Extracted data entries
==================================================

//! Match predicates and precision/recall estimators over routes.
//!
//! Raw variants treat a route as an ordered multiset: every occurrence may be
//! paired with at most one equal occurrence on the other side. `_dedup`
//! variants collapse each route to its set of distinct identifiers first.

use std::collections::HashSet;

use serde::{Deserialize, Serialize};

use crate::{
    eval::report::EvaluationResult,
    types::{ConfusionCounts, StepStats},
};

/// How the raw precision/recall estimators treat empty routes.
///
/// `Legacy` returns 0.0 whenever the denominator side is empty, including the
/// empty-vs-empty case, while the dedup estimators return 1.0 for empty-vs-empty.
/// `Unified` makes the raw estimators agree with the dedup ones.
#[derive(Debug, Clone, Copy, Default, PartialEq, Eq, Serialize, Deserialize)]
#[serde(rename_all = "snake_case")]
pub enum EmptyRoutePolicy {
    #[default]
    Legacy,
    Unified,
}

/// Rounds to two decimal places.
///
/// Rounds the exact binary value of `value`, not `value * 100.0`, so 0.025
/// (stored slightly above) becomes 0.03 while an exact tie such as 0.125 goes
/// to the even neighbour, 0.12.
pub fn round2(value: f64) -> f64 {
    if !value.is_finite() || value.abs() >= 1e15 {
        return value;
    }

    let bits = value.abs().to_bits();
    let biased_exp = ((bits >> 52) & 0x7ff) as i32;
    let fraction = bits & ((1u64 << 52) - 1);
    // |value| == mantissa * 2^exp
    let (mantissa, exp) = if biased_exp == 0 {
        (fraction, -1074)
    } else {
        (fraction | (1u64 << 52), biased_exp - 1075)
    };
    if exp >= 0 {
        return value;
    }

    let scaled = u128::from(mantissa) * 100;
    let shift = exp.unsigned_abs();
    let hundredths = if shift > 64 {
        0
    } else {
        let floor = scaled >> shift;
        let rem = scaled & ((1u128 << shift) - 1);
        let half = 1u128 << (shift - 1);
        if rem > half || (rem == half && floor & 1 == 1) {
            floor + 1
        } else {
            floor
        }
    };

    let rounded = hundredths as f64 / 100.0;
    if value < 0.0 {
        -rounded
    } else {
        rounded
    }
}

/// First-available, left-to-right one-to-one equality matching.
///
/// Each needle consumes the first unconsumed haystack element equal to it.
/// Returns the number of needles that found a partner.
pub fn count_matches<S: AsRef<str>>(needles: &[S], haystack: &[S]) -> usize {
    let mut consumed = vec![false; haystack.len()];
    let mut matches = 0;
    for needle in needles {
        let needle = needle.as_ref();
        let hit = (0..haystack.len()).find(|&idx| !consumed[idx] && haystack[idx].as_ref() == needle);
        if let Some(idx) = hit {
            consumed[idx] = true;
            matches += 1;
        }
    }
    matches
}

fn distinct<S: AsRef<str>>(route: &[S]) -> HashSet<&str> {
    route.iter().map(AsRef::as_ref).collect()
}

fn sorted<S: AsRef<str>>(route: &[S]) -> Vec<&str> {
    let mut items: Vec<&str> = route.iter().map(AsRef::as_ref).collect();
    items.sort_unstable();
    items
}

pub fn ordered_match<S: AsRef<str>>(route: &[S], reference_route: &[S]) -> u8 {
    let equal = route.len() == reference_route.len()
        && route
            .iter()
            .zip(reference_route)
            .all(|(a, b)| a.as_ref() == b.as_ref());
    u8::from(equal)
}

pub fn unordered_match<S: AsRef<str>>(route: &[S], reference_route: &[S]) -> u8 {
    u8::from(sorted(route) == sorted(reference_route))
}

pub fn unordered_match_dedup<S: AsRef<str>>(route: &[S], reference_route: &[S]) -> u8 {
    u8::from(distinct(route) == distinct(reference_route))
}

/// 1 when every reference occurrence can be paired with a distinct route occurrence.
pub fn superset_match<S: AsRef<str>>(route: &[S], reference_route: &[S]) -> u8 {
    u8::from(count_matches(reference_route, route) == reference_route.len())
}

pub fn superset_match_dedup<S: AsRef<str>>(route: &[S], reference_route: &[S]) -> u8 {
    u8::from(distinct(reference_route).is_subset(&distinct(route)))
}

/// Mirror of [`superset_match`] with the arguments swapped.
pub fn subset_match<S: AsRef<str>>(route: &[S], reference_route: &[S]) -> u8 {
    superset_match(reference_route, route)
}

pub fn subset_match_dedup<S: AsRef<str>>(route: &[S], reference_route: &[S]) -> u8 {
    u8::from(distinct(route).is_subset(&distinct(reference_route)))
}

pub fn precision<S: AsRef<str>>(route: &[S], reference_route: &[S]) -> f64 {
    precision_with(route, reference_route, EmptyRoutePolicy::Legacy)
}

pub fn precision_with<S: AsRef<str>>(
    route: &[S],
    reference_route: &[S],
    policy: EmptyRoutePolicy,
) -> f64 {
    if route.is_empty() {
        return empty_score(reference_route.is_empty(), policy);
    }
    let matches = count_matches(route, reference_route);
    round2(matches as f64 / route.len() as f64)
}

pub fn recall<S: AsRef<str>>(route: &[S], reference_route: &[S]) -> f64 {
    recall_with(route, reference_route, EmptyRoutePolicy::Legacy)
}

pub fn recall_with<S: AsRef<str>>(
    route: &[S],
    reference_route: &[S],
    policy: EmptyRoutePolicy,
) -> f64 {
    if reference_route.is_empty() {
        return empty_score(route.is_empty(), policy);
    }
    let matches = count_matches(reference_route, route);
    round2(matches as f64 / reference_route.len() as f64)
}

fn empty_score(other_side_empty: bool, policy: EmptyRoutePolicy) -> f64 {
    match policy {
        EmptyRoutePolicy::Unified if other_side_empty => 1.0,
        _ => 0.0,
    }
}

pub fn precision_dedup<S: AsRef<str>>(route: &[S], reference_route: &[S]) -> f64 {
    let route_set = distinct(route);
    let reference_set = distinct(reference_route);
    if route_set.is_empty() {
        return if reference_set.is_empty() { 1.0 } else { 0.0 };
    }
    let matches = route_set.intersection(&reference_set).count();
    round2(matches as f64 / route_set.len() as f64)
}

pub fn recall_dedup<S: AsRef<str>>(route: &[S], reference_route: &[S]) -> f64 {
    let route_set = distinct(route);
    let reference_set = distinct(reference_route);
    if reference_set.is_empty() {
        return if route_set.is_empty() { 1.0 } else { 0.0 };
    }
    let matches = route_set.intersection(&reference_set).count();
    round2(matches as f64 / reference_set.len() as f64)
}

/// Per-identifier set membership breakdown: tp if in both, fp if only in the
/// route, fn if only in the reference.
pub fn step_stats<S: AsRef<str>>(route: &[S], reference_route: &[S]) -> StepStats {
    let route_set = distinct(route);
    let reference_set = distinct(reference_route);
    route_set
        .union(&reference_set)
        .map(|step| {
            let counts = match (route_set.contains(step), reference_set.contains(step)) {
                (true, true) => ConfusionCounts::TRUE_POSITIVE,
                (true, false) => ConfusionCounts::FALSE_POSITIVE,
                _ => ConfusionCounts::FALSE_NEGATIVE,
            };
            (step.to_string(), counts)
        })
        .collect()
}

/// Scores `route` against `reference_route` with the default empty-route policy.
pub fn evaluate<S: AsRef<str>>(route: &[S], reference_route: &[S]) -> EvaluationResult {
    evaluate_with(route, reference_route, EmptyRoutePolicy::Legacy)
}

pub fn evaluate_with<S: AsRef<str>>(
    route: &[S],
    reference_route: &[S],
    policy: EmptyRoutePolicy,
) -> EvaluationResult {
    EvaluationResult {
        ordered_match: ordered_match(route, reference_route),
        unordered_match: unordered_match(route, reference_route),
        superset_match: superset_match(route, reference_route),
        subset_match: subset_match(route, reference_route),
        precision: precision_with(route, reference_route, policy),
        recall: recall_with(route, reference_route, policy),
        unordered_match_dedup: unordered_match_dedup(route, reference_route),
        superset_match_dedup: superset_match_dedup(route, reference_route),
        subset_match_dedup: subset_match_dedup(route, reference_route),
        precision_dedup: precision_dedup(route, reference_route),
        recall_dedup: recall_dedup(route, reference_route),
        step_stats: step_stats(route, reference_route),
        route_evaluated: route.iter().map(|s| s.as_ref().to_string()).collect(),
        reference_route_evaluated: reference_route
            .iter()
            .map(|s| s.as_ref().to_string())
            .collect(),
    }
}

==================================================

**PROMPT:**
In the entries above, count each line with "occurrence"; reply with the total only.

**TASK RESULT:**
3